### ABOUT THIS TASK
Write out all entries word for word.

### GIVEN RECORDS
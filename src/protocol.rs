//! Line-oriented turn protocol spoken with the referee.
//!
//! The referee sends the round count, then after every action code we write it
//! answers with twelve integers describing the resolved turn. Tokens may be
//! split across lines arbitrarily.

use std::collections::VecDeque;
use std::io::{self, BufRead, Write};

use thiserror::Error;
use tracing::trace;

use crate::engine::{Action, StatusEffects, StatusReport, Turn};

#[derive(Error, Debug)]
pub enum ProtocolError {
    #[error("i/o error on the referee stream: {0}")]
    Io(#[from] io::Error),
    #[error("referee stream ended while reading {field}")]
    UnexpectedEof { field: &'static str },
    #[error("expected an integer for {field}, got {token:?}")]
    InvalidInteger { field: &'static str, token: String },
    #[error("unknown action code {code} for {field}")]
    UnknownAction { field: &'static str, code: i64 },
    #[error("round count must not be negative, got {0}")]
    NegativeRounds(i64),
}

/// Whitespace-token reader over the referee's output.
pub struct TurnReader<R> {
    inner: R,
    pending: VecDeque<String>,
}

impl<R: BufRead> TurnReader<R> {
    pub fn new(inner: R) -> Self {
        TurnReader {
            inner,
            pending: VecDeque::new(),
        }
    }

    fn next_token(&mut self, field: &'static str) -> Result<String, ProtocolError> {
        loop {
            if let Some(token) = self.pending.pop_front() {
                return Ok(token);
            }
            let mut line = String::new();
            if self.inner.read_line(&mut line)? == 0 {
                return Err(ProtocolError::UnexpectedEof { field });
            }
            self.pending
                .extend(line.split_whitespace().map(str::to_string));
        }
    }

    fn read_i64(&mut self, field: &'static str) -> Result<i64, ProtocolError> {
        let token = self.next_token(field)?;
        token
            .parse::<i64>()
            .map_err(|_| ProtocolError::InvalidInteger { field, token })
    }

    fn read_i32(&mut self, field: &'static str) -> Result<i32, ProtocolError> {
        let token = self.next_token(field)?;
        token
            .parse::<i32>()
            .map_err(|_| ProtocolError::InvalidInteger { field, token })
    }

    fn read_flag(&mut self, field: &'static str) -> Result<bool, ProtocolError> {
        Ok(self.read_i64(field)? != 0)
    }

    pub fn read_round_count(&mut self) -> Result<u32, ProtocolError> {
        let field = "round count";
        let token = self.next_token(field)?;
        let value = token
            .parse::<i64>()
            .map_err(|_| ProtocolError::InvalidInteger {
                field,
                token: token.clone(),
            })?;
        if value < 0 {
            return Err(ProtocolError::NegativeRounds(value));
        }
        u32::try_from(value).map_err(|_| ProtocolError::InvalidInteger { field, token })
    }

    /// Reads the twelve-integer report answering `my_action`. Nothing is returned
    /// unless every field parsed.
    pub fn read_turn(&mut self, my_action: Action) -> Result<Turn, ProtocolError> {
        let code = self.read_i64("opponent action")?;
        let opp_action = Action::from_code(code).ok_or(ProtocolError::UnknownAction {
            field: "opponent action",
            code,
        })?;
        let damage_dealt = self.read_i32("damage dealt")?;
        let damage_taken = self.read_i32("damage taken")?;
        let opp_low_health = self.read_flag("opponent low health")?;
        let opp_critical_health = self.read_flag("opponent critical health")?;
        let my_status = StatusEffects {
            globe: self.read_flag("own globe")?,
            stoneskin: self.read_flag("own stoneskin")?,
            strength: self.read_flag("own strength")?,
        };
        let opp_status = StatusEffects {
            globe: self.read_flag("opponent globe")?,
            stoneskin: self.read_flag("opponent stoneskin")?,
            strength: self.read_flag("opponent strength")?,
        };
        let round_ended = self.read_flag("round ended")?;

        let turn = Turn {
            my_action,
            opp_action,
            damage_dealt,
            damage_taken,
            status: StatusReport {
                my_status,
                opp_status,
                opp_low_health,
                opp_critical_health,
            },
            round_ended,
        };
        trace!(?turn, "turn report");
        Ok(turn)
    }
}

/// Emits the action code on its own line and flushes so the referee sees it.
pub fn write_action<W: Write>(out: &mut W, action: Action) -> Result<(), ProtocolError> {
    writeln!(out, "{}", action.code())?;
    out.flush()?;
    Ok(())
}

### SOLUTION FOR THIS EXERCISE
filename src/protocol.rs
//! Line-oriented turn protocol spoken with the referee.
//!
//! The referee sends the round count, then after every action code we write it
//! answers with twelve integers describing the resolved turn. Tokens may be
//! split across lines arbitrarily.

use std::collections::VecDeque;
use std::io::{self, BufRead, Write};

use thiserror::Error;
use tracing::trace;

use crate::engine::{Action, StatusEffects, StatusReport, Turn};

#[derive(Error, Debug)]
pub enum ProtocolError {
    #[error("i/o error on the referee stream: {0}")]
    Io(#[from] io::Error),
    #[error("referee stream ended while reading {field}")]
    UnexpectedEof { field: &'static str },
    #[error("expected an integer for {field}, got {token:?}")]
    InvalidInteger { field: &'static str, token: String },
    #[error("unknown action code {code} for {field}")]
    UnknownAction { field: &'static str, code: i64 },
    #[error("round count must not be negative, got {0}")]
    NegativeRounds(i64),
}

/// Whitespace-token reader over the referee's output.
pub struct TurnReader<R> {
    inner: R,
    pending: VecDeque<String>,
}

impl<R: BufRead> TurnReader<R> {
    pub fn new(inner: R) -> Self {
        TurnReader {
            inner,
            pending: VecDeque::new(),
        }
    }

    fn next_token(&mut self, field: &'static str) -> Result<String, ProtocolError> {
        loop {
            if let Some(token) = self.pending.pop_front() {
                return Ok(token);
            }
            let mut line = String::new();
            if self.inner.read_line(&mut line)? == 0 {
                return Err(ProtocolError::UnexpectedEof { field });
            }
            self.pending
                .extend(line.split_whitespace().map(str::to_string));
        }
    }

    fn read_i64(&mut self, field: &'static str) -> Result<i64, ProtocolError> {
        let token = self.next_token(field)?;
        token
            .parse::<i64>()
            .map_err(|_| ProtocolError::InvalidInteger { field, token })
    }

    fn read_i32(&mut self, field: &'static str) -> Result<i32, ProtocolError> {
        let token = self.next_token(field)?;
        token
            .parse::<i32>()
            .map_err(|_| ProtocolError::InvalidInteger { field, token })
    }

    fn read_flag(&mut self, field: &'static str) -> Result<bool, ProtocolError> {
        Ok(self.read_i64(field)? != 0)
    }

    pub fn read_round_count(&mut self) -> Result<u32, ProtocolError> {
        let field = "round count";
        let token = self.next_token(field)?;
        let value = token
            .parse::<i64>()
            .map_err(|_| ProtocolError::InvalidInteger {
                field,
                token: token.clone(),
            })?;
        if value < 0 {
            return Err(ProtocolError::NegativeRounds(value));
        }
        u32::try_from(value).map_err(|_| ProtocolError::InvalidInteger { field, token })
    }

    /// Reads the twelve-integer report answering `my_action`. Nothing is returned
    /// unless every field parsed.
    pub fn read_turn(&mut self, my_action: Action) -> Result<Turn, ProtocolError> {
        let code = self.read_i64("opponent action")?;
        let opp_action = Action::from_code(code).ok_or(ProtocolError::UnknownAction {
            field: "opponent action",
            code,
        })?;
        let damage_dealt = self.read_i32("damage dealt")?;
        let damage_taken = self.read_i32("damage taken")?;
        let opp_low_health = self.read_flag("opponent low health")?;
        let opp_critical_health = self.read_flag("opponent critical health")?;
        let my_status = StatusEffects {
            globe: self.read_flag("own globe")?,
            stoneskin: self.read_flag("own stoneskin")?,
            strength: self.read_flag("own strength")?,
        };
        let opp_status = StatusEffects {
            globe: self.read_flag("opponent globe")?,
            stoneskin: self.read_flag("opponent stoneskin")?,
            strength: self.read_flag("opponent strength")?,
        };
        let round_ended = self.read_flag("round ended")?;

        let turn = Turn {
            my_action,
            opp_action,
            damage_dealt,
            damage_taken,
            status: StatusReport {
                my_status,
                opp_status,
                opp_low_health,
                opp_critical_health,
            },
            round_ended,
        };
        trace!(?turn, "turn report");
        Ok(turn)
    }
}

/// Emits the action code on its own line and flushes so the referee sees it.
pub fn write_action<W: Write>(out: &mut W, action: Action) -> Result<(), ProtocolError> {
    writeln!(out, "{}", action.code())?;
    out.flush()?;
    Ok(())
}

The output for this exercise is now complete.